Propaganda dan Agitasi
Kontestasi politik sejatinya adalah permainan persepsi, dimana hal itu tidak akan bisa dilepaskan dari konsep propaganda dan agitasi. Kamus Besar Bahasa Indonesia (KBBI) menerangkan propaganda adalah penerangan baik benar atau salah yang dikembangkan dengan tujuan meyakinkan orang agar menganut suatu aliran, sikap, atau arah tindakan tertentu. Masih dalam KBBI, agitasi adalah hasutan kepada orang banyak untuk melakukan sesuatu biasanya dilakukan oleh tokoh atau aktivis partai politik.
Banyak pendapat para ahli tentang propaganda, salah satunya menyebutkan propaganda sebagai sebuah usaha mengubah pandangan orang lain sesuai dengan yang diinginkan atau merusak pandangan yang bertentangan dengannya (Petty & Cacioppo, 1981). Propaganda tidak mesti bermakna negatif sebagaimana pemahaman Joseph Goebbels, menteri Propaganda Nazi, yang mengidentikkan propaganda sebagai aksi kebohongan yang diulang-ulang agar menjadi sebuah kebenaran.
Ada tiga metode yang biasa digunakan dalam melancarkan aksi propaganda,
selain cara pertama metode persuasif yang sudah banyak dikenal, ada metode kedua yaitu koersif, adalah komunikasi dengan cara menimbulkan rasa takut agar masyarakat secara tidak sadar bertindak sesuai keinginan sang propagandis. Metode ini dapat kita lihat secara jelas bagaimana dalam Pilpres 2014, baik kubu Jokowi maupun Prabowo melakukannya propaganda dengan cara menakut-nakuti publik.

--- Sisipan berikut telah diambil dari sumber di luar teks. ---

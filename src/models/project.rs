use serde::{Deserialize, Serialize};

/// A tracked unit of work.
///
/// Projects are the top-level organizational unit. Tasks, daily tasks and
/// impediments all belong to a project, and resources are attached to it
/// through [`ResourceProject`](super::ResourceProject) assignments.
#[derive(Debug, Clone, PartialEq, Eq, Serialize, Deserialize)]
pub struct Project {
    pub id: i64,
    pub name: String,
    pub description: Option<String>,
    /// Start date as stored, nominally `dd/MM/yyyy`.
    pub start_date: String,
    pub active: bool,
    /// Whether the daily report includes a stand-up section for this project.
    pub has_daily: bool,
}

/// Input for creating a new project.
#[derive(Debug, Clone, Default, Serialize, Deserialize)]
pub struct CreateProjectInput {
    pub name: String,
    pub description: Option<String>,
    /// Defaults to today when not provided.
    pub start_date: Option<String>,
    /// Defaults to `true`.
    pub active: Option<bool>,
    /// Defaults to `false`.
    pub has_daily: Option<bool>,
}

/// Input for updating an existing project. All fields are optional for partial updates.
#[derive(Debug, Clone, Default, Serialize, Deserialize)]
pub struct UpdateProjectInput {
    pub name: Option<String>,
    pub description: Option<String>,
    pub start_date: Option<String>,
    pub active: Option<bool>,
    pub has_daily: Option<bool>,
}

Kubu Jokowi melalui para propagandisnya menyatakan kaum minoritas non-Muslim, kaum Syiah dan Ahmadiyah akan tertindas apabila Prabowo jadi presiden, karena Prabowo didukung oleh kelompok Islam yang intoleran.
Propagandis Jokowi juga menyerang Prabowo dengan isu ancaman kekejaman penguasa terhadap rakyat serta terlahirnya kembali rezim otoriter apabila Prabowo menjadi presiden, hal ini dikaitkan dengan memori kasus penculikan aktivis yang dituduhkan kepada Prabowo di masa lalu, dikaitkan juga dengan sikap tempramen ketua Dewan Pembina Partai Gerakan Indonesia Raya (Gerindra) itu.
Sementara kubu Prabowo melalui propagandisnya menghembuskan, Indonesia akan semakin didikte oleh asing apabila Jokowi jadi presiden, karena Jokowi sudah direstui Amerika Serikat, aset-aset nasional akan dijual lagi sebagaimana dulu terjadi di masa Presiden Megawati Soekarnoputri. Indonesia akan semakin diinjak oleh Malaysia karena Jokowi didukung mantan Perdana Menteri Malaysia Mahathir Mohamad.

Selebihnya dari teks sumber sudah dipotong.